Newsworld affairs

Rwanda Migrant Deal: UK PM Labels It Ineffective, Flights Delayed

The first deportation flights from the UK to Rwanda will not take off.

The former British Prime Minister had promised to depart the UK by early July, but his party’s defeat in the most recent election has derailed his plans.

However, Rwanda was fully prepared to receive the deported asylum applicants.

Speaking on Saturday (Jul. 6), newly elected Prime Minister Keir Starmer said the asylum and migration plan, which was first agreed in 2022, was never implemented.

“It has never served as a deterrent. Almost the opposite, because everyone, particularly the gangs that run this, realized that the chances of ever going to Rwanda were so tiny, less than 1%, that it was never a deterrent.
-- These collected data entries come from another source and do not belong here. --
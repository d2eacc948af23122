//! Protocol-mandated header values and endpoints.
//!
//! These mirror what the store app of the emulated version sends; the
//! service rejects or degrades requests that deviate.

use crate::session::Session;
use crate::transport::Header;

pub const ENABLED_EXPERIMENTS: &str = "cl:billing.select_add_instrument_by_default";

pub const UNSUPPORTED_EXPERIMENTS: &str = "nocache:billing.use_charging_poller,market_emails,\
buyer_currency,prod_baseline,checkin.set_asset_paid_app_field,shekel_test,content_ratings,\
buyer_currency_in_app,nocache:encrypted_apk,recent_changes";

pub const CLIENT_ID: &str = "am-android-google";

pub const FINSKY_USER_AGENT: &str = "Android-Finsky/4.4.3 (api=3,versionCode=8013013,sdk=24,\
device=angler,hardware=angler,product=angler)";

pub const SMALLEST_SCREEN_WIDTH_DP: &str = "335";

pub const FILTER_LEVEL: &str = "3";

pub const FORM_CONTENT_TYPE: &str = "application/x-www-form-urlencoded; charset=UTF-8";

pub const PROTOBUF_CONTENT_TYPE: &str = "application/x-protobuf";

pub const DEFAULT_HOST: &str = "android.clients.google.com";

/// Where requests go.
#[derive(Debug, Clone, PartialEq, Eq)]
pub struct Endpoints {
    /// Value of the `Host` header.
    pub host: String,
    /// Prefix that relative `fdfe` paths are appended to, with trailing `/`.
    pub api_base: String,
    /// Password login endpoint.
    pub login_url: String,
}

impl Default for Endpoints {
    fn default() -> Self {
        Self::for_host(DEFAULT_HOST)
    }
}

impl Endpoints {
    /// Endpoints of the service at `https://<host>/`.
    pub fn for_host(host: &str) -> Self {
        Self {
            host: host.to_string(),
            api_base: format!("https://{}/fdfe/", host),
            login_url: format!("https://{}/auth", host),
        }
    }

    /// Absolute URL of a relative `fdfe` path.
    pub fn api_url(&self, path: &str) -> String {
        format!("{}{}", self.api_base, path)
    }
}

/// Builds the fixed header set every `fdfe` request carries.
pub fn api_headers(session: &Session, host: &str) -> Vec<Header> {
    let identity = session.identity();
    vec![
        ("Accept-Language", identity.locale.clone()),
        (
            "Authorization",
            format!("GoogleLogin auth={}", session.token().unwrap_or_default()),
        ),
        ("X-DFE-Enabled-Experiments", ENABLED_EXPERIMENTS.to_string()),
        (
            "X-DFE-Unsupported-Experiments",
            UNSUPPORTED_EXPERIMENTS.to_string(),
        ),
        ("X-DFE-Device-Id", identity.android_id.clone()),
        ("X-DFE-Client-Id", CLIENT_ID.to_string()),
        ("User-Agent", FINSKY_USER_AGENT.to_string()),
        (
            "X-DFE-SmallestScreenWidthDp",
            SMALLEST_SCREEN_WIDTH_DP.to_string(),
        ),
        ("X-DFE-Filter-Level", FILTER_LEVEL.to_string()),
        ("Accept-Encoding", String::new()),
        ("Host", host.to_string()),
    ]
}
The options included not going, not getting processed, and staying here. As a result, you will get compensated for your lodging for an extremely long period. It has had the precise opposite impact. And I’m not going to keep using gimmicks that aren’t effective deterrents.”
The Rwanda plan said that asylum applications from some migrants crossing the English Channel to reach Britain would be processed in Rwanda.

The Conservatives portrayed the agreement as “a significant deterrent” to prevent individuals from crossing the English Channel to enter the UK.The deal’s cost was also controversial; the UK government’s spending watchdog, the National Audit Office, reported in March that up to $190,000 would be paid for each person transported to Rwanda over a five-year period.

Rwandan Gatete Ruhumuliza, a consultant, regrets abandoning the plan.

“All we know is that because we were ourselves refugees, we cannot abuse them. I was born in exile, as were my mother and father. Our current president was reared in exile, leaving when he was four or five. There is scarcely any Rwandan intellectuals or people who have not been exiled. This is a topic important to our hearts.”
If the migrants who were deported to Rwanda had applied unsuccessfully, they could have remained in the eastern African country.

In 2023, approximately 29,000 migrants crossed the British Channel.

Kigali has yet to react to the cancellation of the proposal.